**Problem to solve**
Return every line from the records below with the string "form".

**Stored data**
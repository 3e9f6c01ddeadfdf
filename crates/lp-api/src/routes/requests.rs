//! Request endpoints: submission, listing and status workflow.
//!
//! NTR, ASR and ER submissions each have their own POST route. An NTR may
//! touch several capabilities and comes back as one request per capability.

use axum::{
    extract::State,
    http::StatusCode,
    routing::{get, patch, post},
    Json, Router,
};
use chrono::{DateTime, Utc};
use serde::{Deserialize, Serialize};
use tracing::Instrument;
use utoipa::ToSchema;
use uuid::Uuid;
use validator::Validate;

use crate::dto::{
    parse_enum, ApiResponse, DeletedResponse, RequestDetailResponse, RequestResponse,
    PRIORITIES, REQUEST_STATUSES, REQUEST_TYPES,
};
use crate::error::{ApiError, ErrorResponse};
use crate::extract::{ApiPath, ApiQuery, ValidatedJson};
use crate::state::AppState;
use lp_core::db::{
    create_request_repository, create_sample_repository, Pagination,
};
use lp_core::models::{Priority, Request, RequestFilter, RequestStatus, RequestWithSamples};
use lp_core::submission::{AsrSubmission, ErSubmission, NtrLine, NtrSubmission, SampleDraft};

// ============================================================================
// DTOs
// ============================================================================

/// A sample as entered on the submission form.
#[derive(Debug, Clone, Serialize, Deserialize, ToSchema)]
pub struct SampleInput {
    /// Unique within the submission.
    pub name: String,
    pub sample_type: Option<String>,
    pub description: Option<String>,
}

impl From<SampleInput> for SampleDraft {
    fn from(input: SampleInput) -> Self {
        SampleDraft {
            name: input.name.trim().to_string(),
            sample_type: input.sample_type,
            description: input.description,
        }
    }
}

/// A requested test method.
#[derive(Debug, Clone, Serialize, Deserialize, ToSchema)]
pub struct TestMethodSelection {
    pub test_method_id: Uuid,
    /// Sample names to run this method on; omit for every sample.
    pub samples: Option<Vec<String>>,
    pub remarks: Option<String>,
}

impl From<TestMethodSelection> for NtrLine {
    fn from(selection: TestMethodSelection) -> Self {
        NtrLine {
            test_method_id: selection.test_method_id,
            samples: selection.samples,
            remarks: selection.remarks,
        }
    }
}

/// Normal Test Request.
#[derive(Debug, Deserialize, Validate, ToSchema)]
pub struct SubmitNtrRequest {
    pub requester_id: Uuid,
    pub io_id: Option<Uuid>,
    #[validate(length(min = 1, max = 200), custom(function = "crate::dto::not_blank"))]
    pub title: String,
    /// `normal` (default) or `urgent`.
    pub priority: Option<String>,
    /// Free-form form fields stored with every split request.
    #[schema(value_type = Option<Object>)]
    pub details: Option<serde_json::Value>,
    #[validate(length(min = 1, message = "At least one sample is required"))]
    pub samples: Vec<SampleInput>,
    #[validate(length(min = 1, message = "At least one test method is required"))]
    pub test_methods: Vec<TestMethodSelection>,
}

/// Analysis Solution Request.
#[derive(Debug, Deserialize, Validate, ToSchema)]
pub struct SubmitAsrRequest {
    pub requester_id: Uuid,
    pub io_id: Option<Uuid>,
    pub capability_id: Uuid,
    #[validate(length(min = 1, max = 200), custom(function = "crate::dto::not_blank"))]
    pub title: String,
    pub priority: Option<String>,
    #[validate(length(min = 1, max = 5000), custom(function = "crate::dto::not_blank"))]
    pub problem_statement: String,
    #[validate(length(max = 5000))]
    pub objective: Option<String>,
    #[validate(length(min = 1, message = "At least one sample is required"))]
    pub samples: Vec<SampleInput>,
}

/// Equipment Reservation.
#[derive(Debug, Deserialize, Validate, ToSchema)]
pub struct SubmitErRequest {
    pub requester_id: Uuid,
    pub io_id: Option<Uuid>,
    pub equipment_id: Uuid,
    #[validate(length(min = 1, max = 200), custom(function = "crate::dto::not_blank"))]
    pub title: String,
    pub reservation_start: DateTime<Utc>,
    pub reservation_end: DateTime<Utc>,
    #[validate(length(max = 2000))]
    pub purpose: Option<String>,
}

#[derive(Debug, Deserialize, Validate, ToSchema)]
pub struct UpdateRequestStatusRequest {
    /// Target status, e.g. `in_progress` or `cancelled`.
    pub status: String,
}

#[derive(Debug, Deserialize, Validate)]
pub struct ListRequestsQuery {
    pub request_type: Option<String>,
    pub status: Option<String>,
    pub capability_id: Option<Uuid>,
    pub requester_id: Option<Uuid>,
    pub submission_id: Option<Uuid>,
    /// Matches request number or title.
    #[validate(length(max = 100))]
    pub search: Option<String>,
    #[validate(range(min = 1))]
    pub page: Option<u32>,
    #[validate(range(min = 1, max = 200))]
    pub per_page: Option<u32>,
}

fn parse_priority(priority: Option<&str>) -> Result<Priority, ApiError> {
    priority
        .map(|p| parse_enum("priority", p, PRIORITIES))
        .transpose()
        .map(Option::unwrap_or_default)
}

// ============================================================================
// Handlers
// ============================================================================

pub fn routes() -> Router<AppState> {
    Router::new()
        .route("/", get(list_requests))
        .route("/ntr", post(submit_ntr))
        .route("/asr", post(submit_asr))
        .route("/er", post(submit_er))
        .route("/number/:request_number", get(get_request_by_number))
        .route("/:id", get(get_request).delete(delete_request))
        .route("/:id/status", patch(update_request_status))
}

/// List requests, newest first.
#[utoipa::path(
    get,
    path = "/api/requests",
    params(
        ("request_type" = Option<String>, Query, description = "ntr, asr or er"),
        ("status" = Option<String>, Query, description = "Request status"),
        ("capability_id" = Option<Uuid>, Query, description = "Capability"),
        ("requester_id" = Option<Uuid>, Query, description = "Requester"),
        ("submission_id" = Option<Uuid>, Query, description = "Requests split from one NTR"),
        ("search" = Option<String>, Query, description = "Search number or title"),
        ("page" = Option<u32>, Query, description = "Page number (1-indexed)"),
        ("per_page" = Option<u32>, Query, description = "Items per page")
    ),
    responses(
        (status = 200, description = "Page of requests", body = Vec<RequestResponse>),
        (status = 400, description = "Invalid filter", body = ErrorResponse)
    ),
    tag = "Requests"
)]
async fn list_requests(
    State(state): State<AppState>,
    ApiQuery(query): ApiQuery<ListRequestsQuery>,
) -> Result<Json<ApiResponse<Vec<RequestResponse>>>, ApiError> {
    let filter = RequestFilter {
        request_type: query
            .request_type
            .as_deref()
            .map(|t| parse_enum("request_type", t, REQUEST_TYPES))
            .transpose()?,
        status: query
            .status
            .as_deref()
            .map(|s| parse_enum("status", s, REQUEST_STATUSES))
            .transpose()?,
        capability_id: query.capability_id,
        requester_id: query.requester_id,
        submission_id: query.submission_id,
        search: query.search,
    };
    let pagination = Pagination::from_query(query.page, query.per_page);

    let page = create_request_repository(&state.db)
        .list(&filter, &pagination)
        .await?;
    Ok(Json(ApiResponse::paginated(page)))
}

async fn with_samples(state: &AppState, request: Request) -> Result<RequestDetailResponse, ApiError> {
    let samples = create_sample_repository(&state.db)
        .list_for_request(request.id)
        .await?;
    Ok(RequestWithSamples { request, samples }.into())
}

/// Get a request with its samples.
#[utoipa::path(
    get,
    path = "/api/requests/{id}",
    params(("id" = Uuid, Path, description = "Request ID")),
    responses(
        (status = 200, description = "Request with samples", body = RequestDetailResponse),
        (status = 404, description = "Request not found", body = ErrorResponse)
    ),
    tag = "Requests"
)]
async fn get_request(
    State(state): State<AppState>,
    ApiPath(id): ApiPath<Uuid>,
) -> Result<Json<ApiResponse<RequestDetailResponse>>, ApiError> {
    let request = create_request_repository(&state.db)
        .get(id)
        .await?
        .ok_or_else(|| ApiError::not_found("Request", id))?;

    Ok(Json(ApiResponse::ok(with_samples(&state, request).await?)))
}

/// Look a request up by its number, e.g. `NTR-RHE-2410-0007`.
#[utoipa::path(
    get,
    path = "/api/requests/number/{request_number}",
    params(("request_number" = String, Path, description = "Request number")),
    responses(
        (status = 200, description = "Request with samples", body = RequestDetailResponse),
        (status = 404, description = "Request not found", body = ErrorResponse)
    ),
    tag = "Requests"
)]
async fn get_request_by_number(
    State(state): State<AppState>,
    ApiPath(request_number): ApiPath<String>,
) -> Result<Json<ApiResponse<RequestDetailResponse>>, ApiError> {
    let request = create_request_repository(&state.db)
        .get_by_number(&request_number)
        .await?
        .ok_or_else(|| ApiError::not_found("Request", &request_number))?;

    Ok(Json(ApiResponse::ok(with_samples(&state, request).await?)))
}

/// Submit an NTR. Returns one request per capability touched.
#[utoipa::path(
    post,
    path = "/api/requests/ntr",
    request_body = SubmitNtrRequest,
    responses(
        (status = 201, description = "Requests created", body = Vec<RequestDetailResponse>),
        (status = 400, description = "Invalid submission", body = ErrorResponse)
    ),
    tag = "Requests"
)]
async fn submit_ntr(
    State(state): State<AppState>,
    ValidatedJson(request): ValidatedJson<SubmitNtrRequest>,
) -> Result<(StatusCode, Json<ApiResponse<Vec<RequestDetailResponse>>>), ApiError> {
    let submission = NtrSubmission {
        requester_id: request.requester_id,
        io_id: request.io_id,
        title: request.title.trim().to_string(),
        priority: parse_priority(request.priority.as_deref())?,
        details: request.details.unwrap_or_default(),
        samples: request.samples.into_iter().map(Into::into).collect(),
        lines: request.test_methods.into_iter().map(Into::into).collect(),
    };

    let created = create_request_repository(&state.db)
        .submit_ntr(&submission)
        .await?;
    Ok((
        StatusCode::CREATED,
        Json(ApiResponse::list(
            created.into_iter().map(Into::into).collect(),
        )),
    ))
}

/// Submit an ASR to one capability.
#[utoipa::path(
    post,
    path = "/api/requests/asr",
    request_body = SubmitAsrRequest,
    responses(
        (status = 201, description = "Request created", body = RequestDetailResponse),
        (status = 400, description = "Invalid submission", body = ErrorResponse)
    ),
    tag = "Requests"
)]
async fn submit_asr(
    State(state): State<AppState>,
    ValidatedJson(request): ValidatedJson<SubmitAsrRequest>,
) -> Result<(StatusCode, Json<ApiResponse<RequestDetailResponse>>), ApiError> {
    let submission = AsrSubmission {
        requester_id: request.requester_id,
        io_id: request.io_id,
        capability_id: request.capability_id,
        title: request.title.trim().to_string(),
        priority: parse_priority(request.priority.as_deref())?,
        problem_statement: request.problem_statement,
        objective: request.objective,
        samples: request.samples.into_iter().map(Into::into).collect(),
    };

    let created = create_request_repository(&state.db)
        .submit_asr(&submission)
        .await?;
    Ok((StatusCode::CREATED, Json(ApiResponse::ok(created.into()))))
}

/// Reserve a piece of equipment.
#[utoipa::path(
    post,
    path = "/api/requests/er",
    request_body = SubmitErRequest,
    responses(
        (status = 201, description = "Reservation created", body = RequestResponse),
        (status = 400, description = "Invalid submission", body = ErrorResponse),
        (status = 409, description = "Equipment already reserved in that window", body = ErrorResponse)
    ),
    tag = "Requests"
)]
async fn submit_er(
    State(state): State<AppState>,
    ValidatedJson(request): ValidatedJson<SubmitErRequest>,
) -> Result<(StatusCode, Json<ApiResponse<RequestResponse>>), ApiError> {
    let submission = ErSubmission {
        requester_id: request.requester_id,
        io_id: request.io_id,
        equipment_id: request.equipment_id,
        title: request.title.trim().to_string(),
        reservation_start: request.reservation_start,
        reservation_end: request.reservation_end,
        purpose: request.purpose,
    };

    let created = create_request_repository(&state.db)
        .submit_er(&submission)
        .await?;
    Ok((StatusCode::CREATED, Json(ApiResponse::ok(created.into()))))
}

/// Move a request through the workflow. Rejecting or cancelling also
/// closes its open samples.
#[utoipa::path(
    patch,
    path = "/api/requests/{id}/status",
    params(("id" = Uuid, Path, description = "Request ID")),
    request_body = UpdateRequestStatusRequest,
    responses(
        (status = 200, description = "Request updated", body = RequestDetailResponse),
        (status = 400, description = "Invalid status or transition", body = ErrorResponse),
        (status = 404, description = "Request not found", body = ErrorResponse)
    ),
    tag = "Requests"
)]
async fn update_request_status(
    State(state): State<AppState>,
    ApiPath(id): ApiPath<Uuid>,
    ValidatedJson(request): ValidatedJson<UpdateRequestStatusRequest>,
) -> Result<Json<ApiResponse<RequestDetailResponse>>, ApiError> {
    let status: RequestStatus = parse_enum("status", &request.status, REQUEST_STATUSES)?;
    let span = lp_observability::request_span!(id, target_status = %status);

    async {
        let updated = create_request_repository(&state.db)
            .update_status(id, status)
            .await?;
        let detail = with_samples(&state, updated).await?;
        Ok::<_, ApiError>(Json(ApiResponse::ok(detail)))
    }
    .instrument(span)
    .await
}

/// Delete a request and its samples.
#[utoipa::path(
    delete,
    path = "/api/requests/{id}",
    params(("id" = Uuid, Path, description = "Request ID")),
    responses(
        (status = 200, description = "Request deleted", body = DeletedResponse),
        (status = 404, description = "Request not found", body = ErrorResponse)
    ),
    tag = "Requests"
)]
async fn delete_request(
    State(state): State<AppState>,
    ApiPath(id): ApiPath<Uuid>,
) -> Result<Json<ApiResponse<DeletedResponse>>, ApiError> {
    if !create_request_repository(&state.db).delete(id).await? {
        return Err(ApiError::not_found("Request", id));
    }
    Ok(Json(ApiResponse::ok(DeletedResponse::new(id))))
}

**Output below**
/// A sample as entered on the submission form.
    /// Free-form form fields stored with every split request.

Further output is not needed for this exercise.